§ WHAT YOU NEED TO DO
Lines from the entries below that hold "variables" form the answer; copy all of them.

(Stored items)
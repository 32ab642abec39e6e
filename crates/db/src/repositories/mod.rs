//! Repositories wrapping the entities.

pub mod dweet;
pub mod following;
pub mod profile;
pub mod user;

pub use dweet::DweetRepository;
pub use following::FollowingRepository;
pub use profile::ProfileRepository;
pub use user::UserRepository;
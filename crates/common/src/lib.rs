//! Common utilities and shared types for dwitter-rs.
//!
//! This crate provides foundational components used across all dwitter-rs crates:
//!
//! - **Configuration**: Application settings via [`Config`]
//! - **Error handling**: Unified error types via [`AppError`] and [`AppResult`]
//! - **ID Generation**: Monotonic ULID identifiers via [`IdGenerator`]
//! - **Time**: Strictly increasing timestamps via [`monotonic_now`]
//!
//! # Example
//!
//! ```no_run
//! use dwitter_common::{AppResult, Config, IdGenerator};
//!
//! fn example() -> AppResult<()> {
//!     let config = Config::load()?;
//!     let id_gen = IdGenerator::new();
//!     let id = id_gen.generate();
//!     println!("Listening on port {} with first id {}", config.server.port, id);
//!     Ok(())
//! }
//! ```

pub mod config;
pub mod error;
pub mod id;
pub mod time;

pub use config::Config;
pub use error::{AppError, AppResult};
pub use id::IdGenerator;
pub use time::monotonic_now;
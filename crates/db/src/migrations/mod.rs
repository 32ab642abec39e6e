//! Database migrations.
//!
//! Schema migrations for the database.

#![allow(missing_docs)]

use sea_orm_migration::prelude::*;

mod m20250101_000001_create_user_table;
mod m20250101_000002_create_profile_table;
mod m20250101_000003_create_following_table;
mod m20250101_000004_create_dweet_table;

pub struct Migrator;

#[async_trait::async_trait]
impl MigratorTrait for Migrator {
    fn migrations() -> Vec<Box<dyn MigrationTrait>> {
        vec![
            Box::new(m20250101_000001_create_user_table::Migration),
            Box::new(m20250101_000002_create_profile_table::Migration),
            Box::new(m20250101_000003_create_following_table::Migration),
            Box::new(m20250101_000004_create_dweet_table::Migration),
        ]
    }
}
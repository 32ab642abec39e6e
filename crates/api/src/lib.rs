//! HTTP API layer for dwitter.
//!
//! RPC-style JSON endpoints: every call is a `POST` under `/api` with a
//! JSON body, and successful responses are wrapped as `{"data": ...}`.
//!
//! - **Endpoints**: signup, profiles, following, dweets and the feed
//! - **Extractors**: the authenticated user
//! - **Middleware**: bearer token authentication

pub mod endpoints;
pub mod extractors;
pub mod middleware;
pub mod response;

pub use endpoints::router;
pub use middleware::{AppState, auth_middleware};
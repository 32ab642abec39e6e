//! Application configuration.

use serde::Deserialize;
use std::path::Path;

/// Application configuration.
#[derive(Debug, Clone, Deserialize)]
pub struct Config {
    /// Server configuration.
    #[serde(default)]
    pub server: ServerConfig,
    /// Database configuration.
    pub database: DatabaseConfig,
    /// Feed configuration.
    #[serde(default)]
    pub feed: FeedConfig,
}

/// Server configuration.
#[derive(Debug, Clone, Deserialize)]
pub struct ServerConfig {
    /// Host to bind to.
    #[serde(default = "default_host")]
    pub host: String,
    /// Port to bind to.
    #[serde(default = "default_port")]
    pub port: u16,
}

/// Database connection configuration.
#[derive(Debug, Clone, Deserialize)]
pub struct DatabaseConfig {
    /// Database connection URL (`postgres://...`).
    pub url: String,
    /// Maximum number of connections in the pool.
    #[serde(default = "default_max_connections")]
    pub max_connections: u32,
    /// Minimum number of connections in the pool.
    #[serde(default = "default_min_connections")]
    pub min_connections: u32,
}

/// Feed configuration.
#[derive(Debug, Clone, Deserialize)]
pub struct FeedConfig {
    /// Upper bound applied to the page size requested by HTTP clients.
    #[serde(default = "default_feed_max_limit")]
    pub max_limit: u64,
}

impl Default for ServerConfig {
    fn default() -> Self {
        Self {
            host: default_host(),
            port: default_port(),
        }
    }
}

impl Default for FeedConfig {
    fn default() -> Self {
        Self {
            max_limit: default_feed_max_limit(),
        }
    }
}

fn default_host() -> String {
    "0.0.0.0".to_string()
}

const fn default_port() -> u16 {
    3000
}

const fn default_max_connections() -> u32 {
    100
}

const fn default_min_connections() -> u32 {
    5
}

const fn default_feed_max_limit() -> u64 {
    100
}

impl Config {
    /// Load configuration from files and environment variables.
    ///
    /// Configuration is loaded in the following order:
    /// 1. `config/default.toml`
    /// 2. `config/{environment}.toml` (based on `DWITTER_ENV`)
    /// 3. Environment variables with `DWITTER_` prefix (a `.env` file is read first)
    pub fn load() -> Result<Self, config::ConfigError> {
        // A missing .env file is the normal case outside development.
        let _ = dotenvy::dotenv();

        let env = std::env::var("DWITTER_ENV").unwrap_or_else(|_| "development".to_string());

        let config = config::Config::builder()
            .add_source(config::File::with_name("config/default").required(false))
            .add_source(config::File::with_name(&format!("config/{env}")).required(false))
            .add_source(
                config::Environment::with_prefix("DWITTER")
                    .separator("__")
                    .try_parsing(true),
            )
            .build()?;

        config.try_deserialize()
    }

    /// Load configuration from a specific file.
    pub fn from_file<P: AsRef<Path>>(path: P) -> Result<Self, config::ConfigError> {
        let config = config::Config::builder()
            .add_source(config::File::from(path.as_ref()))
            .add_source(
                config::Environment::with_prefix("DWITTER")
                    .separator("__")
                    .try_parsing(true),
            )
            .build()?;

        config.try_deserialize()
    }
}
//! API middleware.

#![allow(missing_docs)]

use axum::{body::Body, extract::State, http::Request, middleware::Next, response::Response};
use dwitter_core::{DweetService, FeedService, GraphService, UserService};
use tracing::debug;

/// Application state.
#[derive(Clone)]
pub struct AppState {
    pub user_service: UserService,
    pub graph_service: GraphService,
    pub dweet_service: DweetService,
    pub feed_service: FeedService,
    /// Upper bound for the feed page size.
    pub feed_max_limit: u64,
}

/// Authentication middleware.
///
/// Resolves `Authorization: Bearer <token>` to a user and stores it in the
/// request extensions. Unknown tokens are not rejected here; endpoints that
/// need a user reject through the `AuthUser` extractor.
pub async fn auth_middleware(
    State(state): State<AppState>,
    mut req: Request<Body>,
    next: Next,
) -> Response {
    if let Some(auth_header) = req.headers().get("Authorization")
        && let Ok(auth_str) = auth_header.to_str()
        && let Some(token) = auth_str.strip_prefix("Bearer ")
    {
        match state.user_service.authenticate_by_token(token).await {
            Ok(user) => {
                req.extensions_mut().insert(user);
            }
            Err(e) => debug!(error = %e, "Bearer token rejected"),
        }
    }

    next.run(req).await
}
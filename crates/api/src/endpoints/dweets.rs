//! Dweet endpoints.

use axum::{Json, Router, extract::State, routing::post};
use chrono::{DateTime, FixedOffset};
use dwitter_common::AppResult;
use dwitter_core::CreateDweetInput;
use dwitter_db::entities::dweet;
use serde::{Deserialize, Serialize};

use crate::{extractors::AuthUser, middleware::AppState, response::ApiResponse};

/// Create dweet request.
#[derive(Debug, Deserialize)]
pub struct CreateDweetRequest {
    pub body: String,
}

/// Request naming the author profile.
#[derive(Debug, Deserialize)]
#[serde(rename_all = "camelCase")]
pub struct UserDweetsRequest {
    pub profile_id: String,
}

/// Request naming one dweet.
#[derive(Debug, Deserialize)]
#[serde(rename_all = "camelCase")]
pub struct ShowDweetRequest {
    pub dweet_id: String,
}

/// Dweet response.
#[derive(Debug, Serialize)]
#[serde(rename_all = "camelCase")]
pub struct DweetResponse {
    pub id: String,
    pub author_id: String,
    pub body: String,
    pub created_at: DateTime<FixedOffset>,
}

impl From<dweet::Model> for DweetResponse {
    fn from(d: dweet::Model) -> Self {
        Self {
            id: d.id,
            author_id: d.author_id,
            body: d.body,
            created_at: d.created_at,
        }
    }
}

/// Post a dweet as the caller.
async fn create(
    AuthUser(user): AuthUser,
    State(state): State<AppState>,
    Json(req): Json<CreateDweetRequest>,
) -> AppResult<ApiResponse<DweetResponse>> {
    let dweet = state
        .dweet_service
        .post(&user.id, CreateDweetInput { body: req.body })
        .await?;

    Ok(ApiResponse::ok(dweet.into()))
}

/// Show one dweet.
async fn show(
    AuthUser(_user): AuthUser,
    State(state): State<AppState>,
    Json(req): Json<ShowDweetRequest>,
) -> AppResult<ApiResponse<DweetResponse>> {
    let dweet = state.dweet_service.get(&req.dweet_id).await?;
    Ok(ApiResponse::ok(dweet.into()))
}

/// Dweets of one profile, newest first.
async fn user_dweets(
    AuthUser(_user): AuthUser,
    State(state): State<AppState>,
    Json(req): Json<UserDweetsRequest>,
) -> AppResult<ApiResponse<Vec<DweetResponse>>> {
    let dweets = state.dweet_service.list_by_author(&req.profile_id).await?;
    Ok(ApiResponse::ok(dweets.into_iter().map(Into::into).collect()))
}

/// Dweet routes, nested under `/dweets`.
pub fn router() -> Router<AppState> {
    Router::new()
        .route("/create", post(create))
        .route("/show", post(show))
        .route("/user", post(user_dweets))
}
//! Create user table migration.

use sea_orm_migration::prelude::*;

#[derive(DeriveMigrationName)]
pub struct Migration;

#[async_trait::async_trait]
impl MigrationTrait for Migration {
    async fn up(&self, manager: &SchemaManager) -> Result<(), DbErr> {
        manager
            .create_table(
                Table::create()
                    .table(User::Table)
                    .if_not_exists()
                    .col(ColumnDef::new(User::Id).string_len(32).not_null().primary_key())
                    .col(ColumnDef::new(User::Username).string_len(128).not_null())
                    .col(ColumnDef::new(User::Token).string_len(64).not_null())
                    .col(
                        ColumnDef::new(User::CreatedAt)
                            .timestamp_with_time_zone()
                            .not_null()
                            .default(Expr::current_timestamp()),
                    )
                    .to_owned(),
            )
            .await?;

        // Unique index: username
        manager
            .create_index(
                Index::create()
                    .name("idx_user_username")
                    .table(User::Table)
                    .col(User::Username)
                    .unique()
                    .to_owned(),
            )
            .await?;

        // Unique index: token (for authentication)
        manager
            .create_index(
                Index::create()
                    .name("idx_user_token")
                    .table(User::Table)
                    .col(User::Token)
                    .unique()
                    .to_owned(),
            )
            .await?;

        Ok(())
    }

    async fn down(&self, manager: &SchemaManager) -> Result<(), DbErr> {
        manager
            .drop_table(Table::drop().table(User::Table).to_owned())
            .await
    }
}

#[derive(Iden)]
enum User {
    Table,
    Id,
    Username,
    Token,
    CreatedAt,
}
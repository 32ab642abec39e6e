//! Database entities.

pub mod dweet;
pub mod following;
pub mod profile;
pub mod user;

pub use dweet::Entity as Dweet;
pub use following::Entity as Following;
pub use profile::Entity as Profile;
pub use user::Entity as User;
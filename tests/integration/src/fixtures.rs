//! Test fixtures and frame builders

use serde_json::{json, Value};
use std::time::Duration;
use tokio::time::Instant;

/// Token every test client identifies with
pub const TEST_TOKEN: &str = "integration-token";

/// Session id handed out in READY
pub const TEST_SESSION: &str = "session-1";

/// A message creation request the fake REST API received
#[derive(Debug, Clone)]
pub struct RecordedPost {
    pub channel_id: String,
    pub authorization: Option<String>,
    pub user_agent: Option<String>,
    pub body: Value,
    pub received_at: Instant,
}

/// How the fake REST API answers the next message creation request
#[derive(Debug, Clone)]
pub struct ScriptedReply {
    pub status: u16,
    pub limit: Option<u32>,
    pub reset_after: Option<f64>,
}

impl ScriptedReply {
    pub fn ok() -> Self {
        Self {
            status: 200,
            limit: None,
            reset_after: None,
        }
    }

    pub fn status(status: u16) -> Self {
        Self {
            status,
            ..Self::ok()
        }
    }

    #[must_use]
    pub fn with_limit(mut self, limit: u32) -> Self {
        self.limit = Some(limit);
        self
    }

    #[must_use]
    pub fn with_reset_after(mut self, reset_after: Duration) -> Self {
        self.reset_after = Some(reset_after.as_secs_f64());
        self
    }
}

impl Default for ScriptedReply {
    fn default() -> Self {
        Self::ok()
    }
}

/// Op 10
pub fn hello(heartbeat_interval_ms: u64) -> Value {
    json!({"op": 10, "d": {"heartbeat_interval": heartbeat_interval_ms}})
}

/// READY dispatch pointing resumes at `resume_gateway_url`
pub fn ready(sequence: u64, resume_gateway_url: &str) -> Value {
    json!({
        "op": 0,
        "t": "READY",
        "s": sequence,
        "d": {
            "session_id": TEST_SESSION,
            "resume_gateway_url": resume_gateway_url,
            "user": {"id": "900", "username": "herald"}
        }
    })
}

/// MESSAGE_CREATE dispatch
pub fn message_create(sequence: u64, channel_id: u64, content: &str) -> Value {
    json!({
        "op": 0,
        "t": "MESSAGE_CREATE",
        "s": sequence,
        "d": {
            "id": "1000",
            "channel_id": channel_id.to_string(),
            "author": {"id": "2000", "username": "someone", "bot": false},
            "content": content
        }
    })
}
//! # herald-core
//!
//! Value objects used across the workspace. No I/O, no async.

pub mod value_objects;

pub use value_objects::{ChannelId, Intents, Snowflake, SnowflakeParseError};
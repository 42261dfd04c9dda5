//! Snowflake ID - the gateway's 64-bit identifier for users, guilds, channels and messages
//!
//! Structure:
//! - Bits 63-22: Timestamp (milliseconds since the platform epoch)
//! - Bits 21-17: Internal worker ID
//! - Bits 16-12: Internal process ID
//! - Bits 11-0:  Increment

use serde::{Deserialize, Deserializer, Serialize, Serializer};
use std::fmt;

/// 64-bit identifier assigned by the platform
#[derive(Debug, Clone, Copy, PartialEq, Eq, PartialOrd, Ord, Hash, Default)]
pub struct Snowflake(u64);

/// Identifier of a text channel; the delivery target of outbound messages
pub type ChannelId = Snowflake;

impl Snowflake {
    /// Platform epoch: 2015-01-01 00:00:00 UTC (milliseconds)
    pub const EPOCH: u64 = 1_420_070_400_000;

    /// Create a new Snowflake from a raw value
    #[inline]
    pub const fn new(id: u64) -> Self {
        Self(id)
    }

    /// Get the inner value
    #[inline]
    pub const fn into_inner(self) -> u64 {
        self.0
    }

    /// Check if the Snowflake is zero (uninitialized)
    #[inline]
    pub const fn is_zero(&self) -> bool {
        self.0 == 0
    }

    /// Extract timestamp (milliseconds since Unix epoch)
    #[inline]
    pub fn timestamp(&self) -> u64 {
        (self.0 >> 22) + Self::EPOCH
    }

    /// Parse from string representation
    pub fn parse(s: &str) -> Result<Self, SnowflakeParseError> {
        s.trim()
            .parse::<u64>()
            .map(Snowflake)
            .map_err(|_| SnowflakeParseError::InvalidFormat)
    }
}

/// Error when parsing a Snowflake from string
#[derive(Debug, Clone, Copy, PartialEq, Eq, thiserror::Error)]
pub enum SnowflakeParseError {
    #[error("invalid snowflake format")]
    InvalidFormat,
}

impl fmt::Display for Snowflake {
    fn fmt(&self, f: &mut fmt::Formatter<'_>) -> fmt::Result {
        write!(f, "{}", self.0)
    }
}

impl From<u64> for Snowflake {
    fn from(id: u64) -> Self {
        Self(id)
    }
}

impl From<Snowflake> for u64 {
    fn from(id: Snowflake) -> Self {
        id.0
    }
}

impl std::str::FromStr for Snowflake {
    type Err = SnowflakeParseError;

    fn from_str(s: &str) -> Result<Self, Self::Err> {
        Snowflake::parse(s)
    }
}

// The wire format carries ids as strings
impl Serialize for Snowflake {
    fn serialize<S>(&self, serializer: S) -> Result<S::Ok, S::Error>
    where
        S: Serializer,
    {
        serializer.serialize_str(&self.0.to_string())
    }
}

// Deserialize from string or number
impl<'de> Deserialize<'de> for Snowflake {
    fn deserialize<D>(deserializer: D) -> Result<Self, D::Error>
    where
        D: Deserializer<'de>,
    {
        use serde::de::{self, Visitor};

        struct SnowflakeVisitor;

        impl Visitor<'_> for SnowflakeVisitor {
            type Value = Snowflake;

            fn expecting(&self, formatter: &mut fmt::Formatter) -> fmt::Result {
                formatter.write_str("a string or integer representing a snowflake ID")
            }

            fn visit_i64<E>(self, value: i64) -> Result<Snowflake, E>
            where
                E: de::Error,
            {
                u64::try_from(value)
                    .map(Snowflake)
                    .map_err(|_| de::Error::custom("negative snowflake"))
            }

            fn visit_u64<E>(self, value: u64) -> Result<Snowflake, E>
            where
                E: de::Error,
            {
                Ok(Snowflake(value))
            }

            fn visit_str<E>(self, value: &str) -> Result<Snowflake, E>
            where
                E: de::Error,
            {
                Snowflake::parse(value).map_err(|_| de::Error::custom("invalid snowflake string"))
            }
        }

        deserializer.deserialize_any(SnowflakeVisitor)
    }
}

§ WRITTEN ANSWER
    /// Load configuration from files and environment variables.
    /// 3. Environment variables with `DWITTER_` prefix (a `.env` file is read first)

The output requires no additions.